The situation is made more even more complex considering that in African traditions, we feel those around us so passionately that at times we own their emotions. 

In some cultures, it is expected that you own your close relatives’ emotions, whether positive or negative. For example, entrepreneurial success in some African contexts is a gateway to entitlements amongst relatives, which may put a strain on the enterprise. 

REJECTION AND FAILURE

Some failures in enterprise are caused by the commitments an entrepreneur is confronted with by the community.  The more resources an entrepreneur accumulates, the greater the number of pressing community financial needs, often through fundraising, where the moneyed are expected to contribute more than 95 per cent, failure to which the community could ostracise a successful entrepreneur.

Although negative energy plays a role in success, it is the act of converting our negative energy into positive energy that eventually leads to success. In life, we will always face challenges, rejection, and failure but all these attributes are tools for revising your strategy for success. 

Culture should never distort that which we think is the best pathway to success.
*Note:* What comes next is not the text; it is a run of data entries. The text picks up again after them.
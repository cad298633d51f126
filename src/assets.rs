//! Asset loading: a `manifest.json` describing expressions and effects,
//! plus the PNG frames it references.
//!
//! Layout on disk:
//!
//! ```text
//! expressions/
//!   manifest.json
//!   base/happy.png            (static expressions)
//!   animations/blink/frame_00.png ...
//! ```

use crate::error::{Result, VisorError};
use crate::expression::{Expression, ExpressionCatalogue, ExpressionKind};
use crate::frame::{Frame, Rgb};
use crate::generators::{GeneratorKind, GeneratorRegistry, ParamBag};
use serde::Deserialize;
use std::collections::HashMap;
use std::fs;
use std::path::{Path, PathBuf};

/// A named effect preset: which generator to run and how.
#[derive(Debug, Clone, Deserialize)]
pub struct EffectDef {
    /// Generator name in the registry.
    pub generator: String,
    /// Construction parameters passed to the generator.
    #[serde(default)]
    pub params: ParamBag,
    /// Refresh rate while the effect is active.
    #[serde(default = "default_effect_fps")]
    pub fps: f32,
}

/// Everything `manifest.json` declares, decoded and image-loaded.
pub struct Assets {
    /// All expressions, keyed by name.
    pub catalogue: ExpressionCatalogue,
    /// Named effect presets for the `SetEffect` command.
    pub effects: HashMap<String, EffectDef>,
    /// Expression the manifest nominates as the startup face.
    pub default_expression: Option<String>,
}

#[derive(Debug, Deserialize)]
struct Manifest {
    #[serde(default)]
    expressions: HashMap<String, ManifestExpression>,
    #[serde(default)]
    effects: HashMap<String, EffectDef>,
    #[serde(default)]
    default: Option<String>,
}

#[derive(Debug, Clone, Copy, PartialEq, Eq, Deserialize)]
#[serde(rename_all = "lowercase")]
enum EntryType {
    Static,
    Animation,
    Procedural,
}

#[derive(Debug, Deserialize)]
struct ManifestExpression {
    #[serde(rename = "type")]
    kind: EntryType,
    file: Option<String>,
    frames_dir: Option<String>,
    #[serde(default = "default_anim_fps")]
    fps: f32,
    #[serde(rename = "loop", default = "default_true")]
    looped: bool,
    next: Option<String>,
    idle_animation: Option<String>,
    generator: Option<String>,
    #[serde(default)]
    params: ParamBag,
}

const fn default_effect_fps() -> f32 {
    20.0
}

const fn default_anim_fps() -> f32 {
    12.0
}

const fn default_true() -> bool {
    true
}

impl Assets {
    /// Load `manifest.json` from `dir` and decode every image it names.
    pub fn load(dir: impl AsRef<Path>) -> Result<Self> {
        let dir = dir.as_ref();
        let manifest_path = dir.join("manifest.json");
        let text = fs::read_to_string(&manifest_path).map_err(|e| {
            VisorError::manifest(format!("{}: {e}", manifest_path.display()))
        })?;
        let manifest: Manifest = serde_json::from_str(&text)?;

        let mut catalogue = ExpressionCatalogue::new();
        for (name, entry) in manifest.expressions {
            let kind = build_expression_kind(dir, &name, &entry)?;
            catalogue.insert(Expression {
                name,
                kind,
                idle_animation: entry.idle_animation,
            });
        }

        tracing::info!(
            expressions = catalogue.len(),
            effects = manifest.effects.len(),
            "assets loaded"
        );
        Ok(Self {
            catalogue,
            effects: manifest.effects,
            default_expression: manifest.default,
        })
    }
}

fn build_expression_kind(
    dir: &Path,
    name: &str,
    entry: &ManifestExpression,
) -> Result<ExpressionKind> {
    match entry.kind {
        EntryType::Static => {
            let file = entry.file.as_ref().ok_or_else(|| {
                VisorError::manifest(format!("expression '{name}': static entry needs 'file'"))
            })?;
            let image = load_png(&dir.join(file))?;
            Ok(ExpressionKind::Static { image })
        }
        EntryType::Animation => {
            let frames_dir = entry.frames_dir.as_ref().ok_or_else(|| {
                VisorError::manifest(format!(
                    "expression '{name}': animation entry needs 'frames_dir'"
                ))
            })?;
            let frames = load_frame_sequence(&dir.join(frames_dir))?;
            if frames.is_empty() {
                tracing::warn!(name, "animation has no frames");
            }
            Ok(ExpressionKind::Animation {
                frames,
                fps: entry.fps,
                looped: entry.looped,
                next: entry.next.clone(),
            })
        }
        EntryType::Procedural => {
            let generator = entry.generator.as_ref().ok_or_else(|| {
                VisorError::manifest(format!(
                    "expression '{name}': procedural entry needs 'generator'"
                ))
            })?;
            Ok(ExpressionKind::Procedural {
                generator: generator.clone(),
                params: entry.params.clone(),
                fps: entry.fps,
            })
        }
    }
}

fn load_png(path: &Path) -> Result<Frame> {
    let image = image::open(path)
        .map_err(|e| VisorError::manifest(format!("{}: {e}", path.display())))?;
    Ok(Frame::from_image(&image.to_rgb8()))
}

/// Load `frame_*.png` files from `dir`, sorted by filename.
fn load_frame_sequence(dir: &Path) -> Result<Vec<Frame>> {
    let mut paths: Vec<PathBuf> = fs::read_dir(dir)
        .map_err(|e| VisorError::manifest(format!("{}: {e}", dir.display())))?
        .filter_map(std::result::Result::ok)
        .map(|entry| entry.path())
        .filter(|path| {
            path.file_name()
                .and_then(|n| n.to_str())
                .is_some_and(|n| n.starts_with("frame_") && n.ends_with(".png"))
        })
        .collect();
    paths.sort();
    paths.iter().map(|path| load_png(path)).collect()
}

/// Render a preview image for an effect preset.
///
/// Transform effects are applied to a solid cyan sample at t=0.5 so the
/// distortion is visible against something; full-frame generators render
/// their own t=0 frame. Returns `None` for unknown generator names.
pub fn effect_thumbnail(
    registry: &GeneratorRegistry,
    def: &EffectDef,
    width: u32,
    height: u32,
) -> Option<Vec<u8>> {
    let frame = match registry.create(&def.generator, width, height, &def.params)? {
        GeneratorKind::Transform(mut effect) => {
            let sample = Frame::filled(width, height, Rgb::new(0, 200, 200));
            effect.apply(&sample, 0.5)
        }
        GeneratorKind::Full(mut generator) => generator.render(0.0),
    };
    match frame.encode_png() {
        Ok(bytes) => Some(bytes),
        Err(e) => {
            tracing::debug!(effect = %def.generator, "thumbnail encode failed: {e}");
            None
        }
    }
}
To succeed in entrepreneurship, we must have the right motivations and as McClelland stated, the “need to achieve” must be present irrespective of our background.

Famed American basketball legend, Michael Jordan, once said, “If you're trying to achieve, there will be roadblocks. I've had them; everybody has had them. But obstacles don't have to stop you. If you run into a wall, don't turn around and give up. Figure out how to climb it, go through it, or work around it.”

Achievements don’t come on a silver platter. We must translate negative energies within us into positive ones and remove the cultural walls to succeed.